WORK REQUEST -
Look through the data below and return each line where "RetrievalConfig" appears.

Stored entries -

◇ ◇ ◇ ◇

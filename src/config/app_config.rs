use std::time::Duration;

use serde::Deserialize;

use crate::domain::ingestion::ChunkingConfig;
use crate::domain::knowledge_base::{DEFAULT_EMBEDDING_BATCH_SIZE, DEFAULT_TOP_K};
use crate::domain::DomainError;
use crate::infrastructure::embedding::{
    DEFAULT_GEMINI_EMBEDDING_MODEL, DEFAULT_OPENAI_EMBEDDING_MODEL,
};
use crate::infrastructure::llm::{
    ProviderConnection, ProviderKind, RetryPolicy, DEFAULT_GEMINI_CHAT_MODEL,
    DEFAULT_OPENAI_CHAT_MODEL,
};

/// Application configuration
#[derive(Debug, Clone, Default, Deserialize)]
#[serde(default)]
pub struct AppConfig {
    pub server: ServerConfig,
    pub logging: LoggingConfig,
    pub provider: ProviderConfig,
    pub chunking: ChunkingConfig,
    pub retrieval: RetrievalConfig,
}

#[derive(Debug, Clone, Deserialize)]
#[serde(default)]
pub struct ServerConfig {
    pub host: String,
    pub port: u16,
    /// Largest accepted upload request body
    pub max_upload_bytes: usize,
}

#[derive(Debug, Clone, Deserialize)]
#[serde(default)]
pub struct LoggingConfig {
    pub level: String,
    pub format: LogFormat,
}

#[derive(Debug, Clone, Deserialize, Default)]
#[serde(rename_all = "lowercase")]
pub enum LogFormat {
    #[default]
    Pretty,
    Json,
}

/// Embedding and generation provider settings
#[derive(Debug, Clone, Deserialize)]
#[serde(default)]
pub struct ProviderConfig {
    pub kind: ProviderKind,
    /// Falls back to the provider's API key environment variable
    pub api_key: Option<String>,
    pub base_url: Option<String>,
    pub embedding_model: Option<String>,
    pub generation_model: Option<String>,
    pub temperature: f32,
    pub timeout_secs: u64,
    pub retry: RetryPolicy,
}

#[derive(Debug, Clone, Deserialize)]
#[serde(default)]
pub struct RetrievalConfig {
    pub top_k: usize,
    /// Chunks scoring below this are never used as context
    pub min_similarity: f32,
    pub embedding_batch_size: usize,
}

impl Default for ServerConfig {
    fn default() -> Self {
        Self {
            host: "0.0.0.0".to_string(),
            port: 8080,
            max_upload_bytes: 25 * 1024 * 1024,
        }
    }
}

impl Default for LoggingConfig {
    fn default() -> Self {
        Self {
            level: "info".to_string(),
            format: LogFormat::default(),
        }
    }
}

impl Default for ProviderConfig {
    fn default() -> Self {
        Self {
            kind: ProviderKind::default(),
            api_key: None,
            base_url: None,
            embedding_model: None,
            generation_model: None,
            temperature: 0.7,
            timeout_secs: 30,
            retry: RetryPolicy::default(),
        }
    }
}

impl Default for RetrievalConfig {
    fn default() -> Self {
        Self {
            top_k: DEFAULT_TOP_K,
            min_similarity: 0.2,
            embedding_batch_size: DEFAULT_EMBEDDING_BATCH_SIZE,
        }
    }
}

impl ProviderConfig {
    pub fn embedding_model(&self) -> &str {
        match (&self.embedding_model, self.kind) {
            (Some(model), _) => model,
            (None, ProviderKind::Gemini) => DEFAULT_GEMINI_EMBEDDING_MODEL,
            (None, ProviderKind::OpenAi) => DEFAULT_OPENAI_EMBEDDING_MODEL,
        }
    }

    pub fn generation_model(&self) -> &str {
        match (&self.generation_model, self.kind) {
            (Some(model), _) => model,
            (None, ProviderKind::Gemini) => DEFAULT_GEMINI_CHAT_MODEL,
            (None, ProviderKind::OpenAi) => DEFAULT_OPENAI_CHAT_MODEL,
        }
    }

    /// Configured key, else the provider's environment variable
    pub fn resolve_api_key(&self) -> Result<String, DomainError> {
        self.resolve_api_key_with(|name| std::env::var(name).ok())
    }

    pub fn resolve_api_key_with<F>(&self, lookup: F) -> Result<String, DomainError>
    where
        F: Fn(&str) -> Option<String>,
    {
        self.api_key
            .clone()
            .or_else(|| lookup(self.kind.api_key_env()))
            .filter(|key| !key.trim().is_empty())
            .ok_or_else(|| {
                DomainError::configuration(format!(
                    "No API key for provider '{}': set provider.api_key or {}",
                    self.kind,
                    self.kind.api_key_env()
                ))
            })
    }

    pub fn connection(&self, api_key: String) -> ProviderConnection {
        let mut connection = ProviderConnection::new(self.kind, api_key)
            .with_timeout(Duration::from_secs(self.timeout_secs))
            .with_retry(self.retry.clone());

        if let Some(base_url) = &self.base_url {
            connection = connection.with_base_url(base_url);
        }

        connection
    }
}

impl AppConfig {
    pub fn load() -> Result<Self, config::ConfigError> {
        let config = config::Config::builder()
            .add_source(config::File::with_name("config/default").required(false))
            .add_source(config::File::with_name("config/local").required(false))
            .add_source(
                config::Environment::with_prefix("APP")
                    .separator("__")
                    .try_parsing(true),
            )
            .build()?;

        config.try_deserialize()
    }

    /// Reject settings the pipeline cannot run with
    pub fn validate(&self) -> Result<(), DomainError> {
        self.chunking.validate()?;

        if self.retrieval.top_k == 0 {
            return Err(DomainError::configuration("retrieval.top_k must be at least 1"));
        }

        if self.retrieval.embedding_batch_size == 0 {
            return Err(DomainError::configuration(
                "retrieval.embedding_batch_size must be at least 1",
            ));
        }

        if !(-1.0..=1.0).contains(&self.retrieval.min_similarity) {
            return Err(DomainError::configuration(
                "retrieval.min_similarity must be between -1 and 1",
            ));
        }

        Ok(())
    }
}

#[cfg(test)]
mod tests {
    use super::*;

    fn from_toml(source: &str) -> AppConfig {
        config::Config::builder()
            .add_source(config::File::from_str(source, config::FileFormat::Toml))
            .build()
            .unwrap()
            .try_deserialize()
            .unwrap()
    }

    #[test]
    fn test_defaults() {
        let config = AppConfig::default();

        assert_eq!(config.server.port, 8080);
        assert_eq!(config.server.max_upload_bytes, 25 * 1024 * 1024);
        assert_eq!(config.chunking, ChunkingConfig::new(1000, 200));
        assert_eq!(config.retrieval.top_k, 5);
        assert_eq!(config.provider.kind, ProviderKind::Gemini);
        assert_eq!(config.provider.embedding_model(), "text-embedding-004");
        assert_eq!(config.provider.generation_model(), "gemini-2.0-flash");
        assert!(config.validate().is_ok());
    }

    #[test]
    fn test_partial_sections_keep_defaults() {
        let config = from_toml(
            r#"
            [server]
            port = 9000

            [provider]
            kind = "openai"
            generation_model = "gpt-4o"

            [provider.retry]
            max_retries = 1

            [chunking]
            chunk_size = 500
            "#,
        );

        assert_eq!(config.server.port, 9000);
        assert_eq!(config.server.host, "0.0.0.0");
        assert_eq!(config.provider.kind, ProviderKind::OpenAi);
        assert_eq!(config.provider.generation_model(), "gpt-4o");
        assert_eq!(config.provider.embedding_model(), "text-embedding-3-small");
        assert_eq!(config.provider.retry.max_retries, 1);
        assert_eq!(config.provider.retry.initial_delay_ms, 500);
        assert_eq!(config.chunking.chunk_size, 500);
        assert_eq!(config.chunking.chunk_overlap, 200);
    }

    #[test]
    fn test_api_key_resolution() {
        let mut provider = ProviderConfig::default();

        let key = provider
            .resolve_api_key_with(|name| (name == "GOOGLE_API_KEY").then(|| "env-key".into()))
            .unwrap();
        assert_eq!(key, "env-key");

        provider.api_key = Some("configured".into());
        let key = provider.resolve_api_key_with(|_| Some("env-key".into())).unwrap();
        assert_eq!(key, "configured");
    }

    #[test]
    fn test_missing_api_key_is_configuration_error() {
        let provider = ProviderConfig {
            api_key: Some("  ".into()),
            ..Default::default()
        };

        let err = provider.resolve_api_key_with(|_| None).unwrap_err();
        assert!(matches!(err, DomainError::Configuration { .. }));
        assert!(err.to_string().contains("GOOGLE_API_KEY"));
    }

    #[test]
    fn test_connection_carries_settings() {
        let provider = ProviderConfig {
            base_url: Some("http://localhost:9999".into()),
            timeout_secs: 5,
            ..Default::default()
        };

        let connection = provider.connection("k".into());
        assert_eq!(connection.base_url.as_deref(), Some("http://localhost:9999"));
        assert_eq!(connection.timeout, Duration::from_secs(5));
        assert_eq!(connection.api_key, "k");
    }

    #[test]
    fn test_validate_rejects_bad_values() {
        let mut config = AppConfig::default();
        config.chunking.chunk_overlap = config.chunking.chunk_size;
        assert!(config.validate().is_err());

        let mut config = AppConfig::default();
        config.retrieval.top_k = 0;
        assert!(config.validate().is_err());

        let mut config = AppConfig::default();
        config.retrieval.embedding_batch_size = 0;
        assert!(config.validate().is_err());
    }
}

◇ ◇ ◇ ◇

COMPLETED TASK -
    pub retrieval: RetrievalConfig,
pub struct RetrievalConfig {
impl Default for RetrievalConfig {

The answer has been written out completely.